§ **WHAT YOU NEED TO DO**: Down to the last character, repeat the entries beneath this task.

[[ ENTRIES PROVIDED open ]]

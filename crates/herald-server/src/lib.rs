//! Herald server library logic.

pub mod api_events;
pub mod api_notifications;
pub mod api_social;
pub mod api_ws;
pub mod background;
pub mod config;

use axum::{
    extract::DefaultBodyLimit,
    routing::{get, patch, post},
    Extension, Json, Router,
};
use herald_db::DbPool;
use herald_fanout::WorkerSettings;
use herald_queue::WorkSignal;
use herald_relay::{NotificationBus, SessionRegistry};
use serde_json::{json, Value};
use std::sync::Arc;
use tower_http::cors::{Any, CorsLayer};
use tower_http::trace::TraceLayer;

/// Maximum request body size (1 MiB). Events and CRUD payloads are small.
const MAX_REQUEST_BODY_BYTES: usize = 1024 * 1024;

/// Application state shared across all request handlers.
#[derive(Clone)]
pub struct AppState {
    /// Database connection pool.
    pub pool: DbPool,
    /// Session registry for live WebSocket clients.
    pub registry: SessionRegistry,
    /// Publish/subscribe channel between fan-out workers and the edge.
    pub bus: NotificationBus,
    /// Wakeup signal for the fan-out worker pool.
    pub work_signal: WorkSignal,
    /// Worker tunables; the ingest path reads `max_attempts` for enqueue.
    pub worker_settings: WorkerSettings,
}

/// Health check handler.
async fn health() -> Json<Value> {
    Json(json!({
        "status": "ok",
        "version": env!("CARGO_PKG_VERSION")
    }))
}

/// Builds the application router with all routes.
pub fn app(state: AppState) -> Router {
    Router::new()
        .route("/health", get(health))
        .route("/api/events", post(api_events::submit_event_handler))
        .route(
            "/api/notifications",
            get(api_notifications::list_notifications_handler),
        )
        .route(
            "/api/notifications/unread-count",
            get(api_notifications::unread_count_handler),
        )
        .route(
            "/api/notifications/{notificationId}/read",
            patch(api_notifications::mark_read_handler),
        )
        .route(
            "/api/users",
            post(api_social::create_user_handler).get(api_social::list_users_handler),
        )
        .route("/api/users/{userId}", get(api_social::get_user_handler))
        .route(
            "/api/users/{userId}/followers",
            get(api_social::list_followers_handler),
        )
        .route(
            "/api/posts",
            post(api_social::create_post_handler).get(api_social::list_posts_handler),
        )
        .route(
            "/api/follows",
            post(api_social::create_follow_handler).delete(api_social::delete_follow_handler),
        )
        .route("/ws", get(api_ws::ws_handler))
        .layer(DefaultBodyLimit::max(MAX_REQUEST_BODY_BYTES))
        .layer(TraceLayer::new_for_http())
        .layer(
            CorsLayer::new()
                .allow_origin(Any)
                .allow_methods(Any)
                .allow_headers(Any),
        )
        .layer(Extension(Arc::new(state)))
}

[[ ENTRIES PROVIDED closed ]]

§ **TASK ANSWER**:
filename crates/herald-server/src/lib.rs
//! Herald server library logic.

pub mod api_events;
pub mod api_notifications;
pub mod api_social;
pub mod api_ws;
pub mod background;
pub mod config;

use axum::{
    extract::DefaultBodyLimit,
    routing::{get, patch, post},
    Extension, Json, Router,
};
use herald_db::DbPool;
use herald_fanout::WorkerSettings;
use herald_queue::WorkSignal;
use herald_relay::{NotificationBus, SessionRegistry};
use serde_json::{json, Value};
use std::sync::Arc;
use tower_http::cors::{Any, CorsLayer};
use tower_http::trace::TraceLayer;

/// Maximum request body size (1 MiB). Events and CRUD payloads are small.
const MAX_REQUEST_BODY_BYTES: usize = 1024 * 1024;

/// Application state shared across all request handlers.
#[derive(Clone)]
pub struct AppState {
    /// Database connection pool.
    pub pool: DbPool,
    /// Session registry for live WebSocket clients.
    pub registry: SessionRegistry,
    /// Publish/subscribe channel between fan-out workers and the edge.
    pub bus: NotificationBus,
    /// Wakeup signal for the fan-out worker pool.
    pub work_signal: WorkSignal,
    /// Worker tunables; the ingest path reads `max_attempts` for enqueue.
    pub worker_settings: WorkerSettings,
}

/// Health check handler.
async fn health() -> Json<Value> {
    Json(json!({
        "status": "ok",
        "version": env!("CARGO_PKG_VERSION")
    }))
}

/// Builds the application router with all routes.
pub fn app(state: AppState) -> Router {
    Router::new()
        .route("/health", get(health))
        .route("/api/events", post(api_events::submit_event_handler))
        .route(
            "/api/notifications",
            get(api_notifications::list_notifications_handler),
        )
        .route(
            "/api/notifications/unread-count",
            get(api_notifications::unread_count_handler),
        )
        .route(
            "/api/notifications/{notificationId}/read",
            patch(api_notifications::mark_read_handler),
        )
        .route(
            "/api/users",
            post(api_social::create_user_handler).get(api_social::list_users_handler),
        )
        .route("/api/users/{userId}", get(api_social::get_user_handler))
        .route(
            "/api/users/{userId}/followers",
            get(api_social::list_followers_handler),
        )
        .route(
            "/api/posts",
            post(api_social::create_post_handler).get(api_social::list_posts_handler),
        )
        .route(
            "/api/follows",
            post(api_social::create_follow_handler).delete(api_social::delete_follow_handler),
        )
        .route("/ws", get(api_ws::ws_handler))
        .layer(DefaultBodyLimit::max(MAX_REQUEST_BODY_BYTES))
        .layer(TraceLayer::new_for_http())
        .layer(
            CorsLayer::new()
                .allow_origin(Any)
                .allow_methods(Any)
                .allow_headers(Any),
        )
        .layer(Extension(Arc::new(state)))
}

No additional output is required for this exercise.